Experts with Lower-Bounded Loss Feedback: A Unifying Framework

TL;DR

This paper introduces a unified feedback model for the best expert problem that generalizes full information and bandit feedback, providing optimal regret bounds and a second-order analysis framework.

Contribution

It proposes a new feedback model with lower bounds on expert losses, unifying and extending existing algorithms and regret analyses for bandit and full-information settings.

Findings

Proves near-optimal regret bounds for the new model.

Develops a second-order regret analysis framework involving Hessian-like expressions.

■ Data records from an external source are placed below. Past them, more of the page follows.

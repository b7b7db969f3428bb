//! CLI argument definitions using clap
//!
//! - spatialbench run <spec>            # Run one evaluation
//! - spatialbench batch <dir>           # Run every spec under a directory
//! - spatialbench validate <path>...    # Check specs without running them
//! - spatialbench grade --spec <spec>   # Grade a saved answer or transcript
//! - spatialbench list / report / compare

use clap::{Args, Parser, Subcommand};
use std::path::PathBuf;

#[derive(Parser)]
#[command(name = "spatialbench")]
#[command(about = "SpatialBench - benchmark harness for spatial-omics analysis agents")]
#[command(version)]
pub struct Cli {
    /// Harness configuration file (JSON or YAML)
    #[arg(long, global = true, env = "SPATIALBENCH_CONFIG")]
    pub config: Option<PathBuf>,

    /// Root directory for cache, workspaces and results
    #[arg(long, global = true, env = "SPATIALBENCH_ROOT")]
    pub root: Option<PathBuf>,

    /// Emit logs as JSON lines on stderr
    #[arg(long, global = true)]
    pub log_json: bool,

    #[command(subcommand)]
    pub command: Commands,
}

/// Flags that configure the agent and its evaluation
#[derive(Args, Clone, Debug, Default)]
pub struct AgentArgs {
    /// Agent command line; `{workspace}` and `{model}` are substituted.
    /// Defaults to Claude Code in print mode.
    #[arg(long, env = "SPATIALBENCH_AGENT_CMD")]
    pub agent_cmd: Option<String>,

    /// Model used by the agent and recorded in results
    #[arg(long, env = "SPATIALBENCH_MODEL")]
    pub model: Option<String>,

    /// Agent timeout in seconds for tasks that do not set one
    #[arg(long)]
    pub agent_timeout: Option<u64>,

    /// Keep workspaces after evaluation
    #[arg(long)]
    pub keep_workspace: bool,
}

impl AgentArgs {
    /// The same flags as command-line arguments, for worker processes
    pub fn to_args(&self) -> Vec<String> {
        let mut args = Vec::new();
        if let Some(cmd) = &self.agent_cmd {
            args.push("--agent-cmd".to_string());
            args.push(cmd.clone());
        }
        if let Some(model) = &self.model {
            args.push("--model".to_string());
            args.push(model.clone());
        }
        if let Some(timeout) = self.agent_timeout {
            args.push("--agent-timeout".to_string());
            args.push(timeout.to_string());
        }
        if self.keep_workspace {
            args.push("--keep-workspace".to_string());
        }
        args
    }
}

#[derive(Subcommand)]
pub enum Commands {
    /// Run a single evaluation
    Run {
        /// Task spec file
        spec: PathBuf,

        #[command(flatten)]
        agent: AgentArgs,

        /// Also write the result record to this file
        #[arg(long, short)]
        output: Option<PathBuf>,
    },

    /// Run every task spec found under a directory
    Batch {
        /// Directory of task specs (or a single spec file)
        dir: PathBuf,

        #[command(flatten)]
        agent: AgentArgs,

        /// Output directory for batch_results.json
        #[arg(long, short)]
        output: Option<PathBuf>,

        /// Number of concurrent evaluations
        #[arg(long, short = 'j')]
        parallel: Option<usize>,

        /// Run evaluations in this process even when parallel
        #[arg(long)]
        in_process: bool,

        /// Skip fetching datasets before the batch starts
        #[arg(long)]
        no_prefetch: bool,

        /// Fixed run id
        #[arg(long)]
        run_id: Option<String>,

        /// Output format (json, markdown, table)
        #[arg(long, short, default_value = "table")]
        format: String,
    },

    /// Run one evaluation and print its record as JSON (used by batch)
    #[command(hide = true)]
    Worker {
        /// Task spec file
        #[arg(long)]
        spec: PathBuf,

        /// Batch run id
        #[arg(long)]
        run_id: String,

        #[command(flatten)]
        agent: AgentArgs,
    },

    /// Validate task specs without running them
    Validate {
        /// Spec files or directories
        #[arg(required = true)]
        paths: Vec<PathBuf>,
    },

    /// Grade a saved answer or transcript against a task spec
    Grade {
        /// Task spec file
        #[arg(long)]
        spec: PathBuf,

        /// Answer JSON file
        #[arg(long, conflicts_with = "transcript", required_unless_present = "transcript")]
        answer: Option<PathBuf>,

        /// Transcript JSON file (list of messages)
        #[arg(long)]
        transcript: Option<PathBuf>,
    },

    /// List available task specs by category
    List {
        /// Directory of task specs
        #[arg(default_value = "evals")]
        dir: PathBuf,
    },

    /// Show a report for a previous batch
    Report {
        /// batch_results.json file
        input: PathBuf,

        /// Output format (json, markdown, table)
        #[arg(long, short, default_value = "table")]
        format: String,
    },

    /// Compare batch results across models
    Compare {
        /// Directory with one sub-directory of results per model
        dir: PathBuf,
    },
}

Connects the new model to graph-structured feedback settings.

Abstract

The most prominent feedback models for the best expert problem are the full information and bandit models. In this work we consider a simple feedback model that generalizes both, where on every round, in addition to a bandit feedback, the adversary provides a lower bound on the loss of each expert. Such lower bounds may be obtained in various scenarios, for instance, in stock trading or in assessing errors of certain measurement devices. For this model we prove optimal regret bounds (up to logarithmic factors) for modified versions of Exp3, generalizing algorithms and bounds both for the bandit and the full-information settings. Our second-order unified regret analysis simulates a two-step loss update and highlights three Hessian or Hessian-like expressions, which map to the full-information regret, bandit regret, and a hybrid of both. Our results intersect with those for bandits with graph-structured feedback, in that both settings can accommodate feedback from an arbitrary subset of experts on each round. However, our model also accommodates partial feedback at the single-expert level, by allowing non-trivial lower bounds on each loss.